With the backing of a $314,000 grant from the U.S. Agency for International Development and $100,000 from the National Science Foundation, the project launched in early 2014 as a collaboration among researchers in the United States and Jordan.

In the United States, scientists will embed Oyanedel-Craver’s silver nanoparticles in membranes used in the process that eliminates salt from salt or brackish water. The nanoparticles slow the growth of bacteria on the membrane. The infusion of particles directly into the membrane eliminates the need to stop operations to clean the membrane.

“We can reduce the amount of bacteria that starts growing so the membrane works longer,” Oyanedel-Craver says. “You make it way more efficient and less expensive.”

The team is seeking environmentally friendly nanoparticles composed of materials available in Jordan and nearby countries. That will keep costs down and encourage widespread adoption by government water suppliers and private well owners alike. The project calls for URI to develop the nanoparticles, Professor Isabel Escobar at the University of Toledo to infuse them in the membrane and Associate Professor Tequila Harris at the Georgia Institute of Technology to develop the fabrication process. The project runs until July 2015.

Muna Abu-Dalo, an associate professor at the Jordan University of Science and Technology spearheading the project, says the global alliance offers a powerful combination of expertise. URI delivers a long history of developing nanoparticles that turn dirty water into potable water. Oyanedel-Craver has led those efforts and been a notable presence at engineering conferences around the globe.

Colleen Grinham
Graduate engineering student Colleen Grinham at a desalination plant in Jordan.

“She’s very unique in her research and she’s very good at her research,” says Abu-Dalo, who met Oyanedel-Craver at an engineering conference in 2011.

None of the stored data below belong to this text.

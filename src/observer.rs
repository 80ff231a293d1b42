//! Thin observability seam.
//!
//! A large family of global counters (visited nodes, splits, merge-backs,
//! flushes, ...) could easily end up as process-wide statics incremented
//! from deep inside the tree and buffer algorithms behind a compile-time
//! flag. Instead every event is a callback on a trait, so no statistics
//! state leaks into algorithmic code, and a caller who wants no
//! observability at all pays nothing beyond a vtable call that does
//! nothing.

/// Events fired by the tree and buffer layers.
///
/// Implementors should not panic or perform I/O that can fail; this is a
/// best-effort telemetry seam, not part of the operation's correctness.
pub trait Observer {
    fn on_node_read(&self, _page_id: i32, _height: i32) {}
    fn on_node_write(&self, _page_id: i32, _height: i32) {}
    fn on_node_delete(&self, _page_id: i32, _height: i32) {}
    fn on_split(&self, _page_id: i32, _height: i32, _new_page_id: i32) {}
    fn on_reinsert(&self, _count: usize, _height: i32) {}
    fn on_merge_back(&self, _primary_page_id: i32, _freed_overflow_pages: usize) {}
    fn on_buffer_hit(&self, _page_id: i32) {}
    fn on_buffer_miss(&self, _page_id: i32) {}
    fn on_evict(&self, _page_id: i32) {}
    fn on_flush(&self, _flushed_pages: &[i32]) {}
    fn on_wal_append(&self, _bytes: usize) {}
    fn on_wal_compact(&self, _records_dropped: usize) {}
    fn on_search_result(&self, _count: usize) {}
}

/// Default observer: every callback is a no-op.
#[derive(Debug, Default, Clone, Copy)]
pub struct NullObserver;

impl Observer for NullObserver {}

#[cfg(test)]
mod tests {
    use super::*;

    #[test]
    fn null_observer_never_panics() {
        let o = NullObserver;
        o.on_split(1, 0, 2);
        o.on_merge_back(1, 3);
        o.on_flush(&[1, 2, 3]);
    }
}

In July 2014, Oyanedel-Craver spent 10 days in Jordan assisting researchers in preparing their labs. She also toured local water facilities, including a desalination plant about 1,300 feet below sea level. It demonstrated the great lengths required to acquire water and the importance of finding ways to reduce costs.

Traveling to the facility, the signs of water shortage scarcity struck the professor, as did the geopolitical tussles that contribute to them. As a result, Jordanians use about 20 gallons of water per day compared with Americans who use about 100 gallons a day.

“I knew about the problems in Jordan, but being there gave me a personal perspective of the problem,” she said.

Jordanian researchers also gained an American perspective, especially from URI civil and environmental engineering graduate student Colleen Grinham. The Middleboro, Mass. resident spent July 2014 in Jordan working with Abu-Dalo and her students. Grinham taught Jordan researchers how to make the nanoparticles and brought the lab up to U.S. research standards.

It was not her first time abroad. As an undergraduate in the University’s International Engineering Program, she spent a year in Germany studying at the Technical University of Braunschweig and interning at Bayer. Jordan marked her 30th nation.

“Going places with a purpose is really important to me,” Grinham says. “With the Syrian refugees, Jordan’s infrastructure and water resources are taking a toll. This work is especially important now.”

Jordan houses more than 613,000 refugees, many fleeing fighting in neighboring Syria. Researchers are discussing applying lessons from the desalination project to low-cost, low- maintenance ceramic filters that Oyanedel-Craver developed for villagers in rural Latin America. They hope to deploy them in refugee camps.

“We’re not just hoping to do research, but also building capacity to do more,” Abu-Dalo says.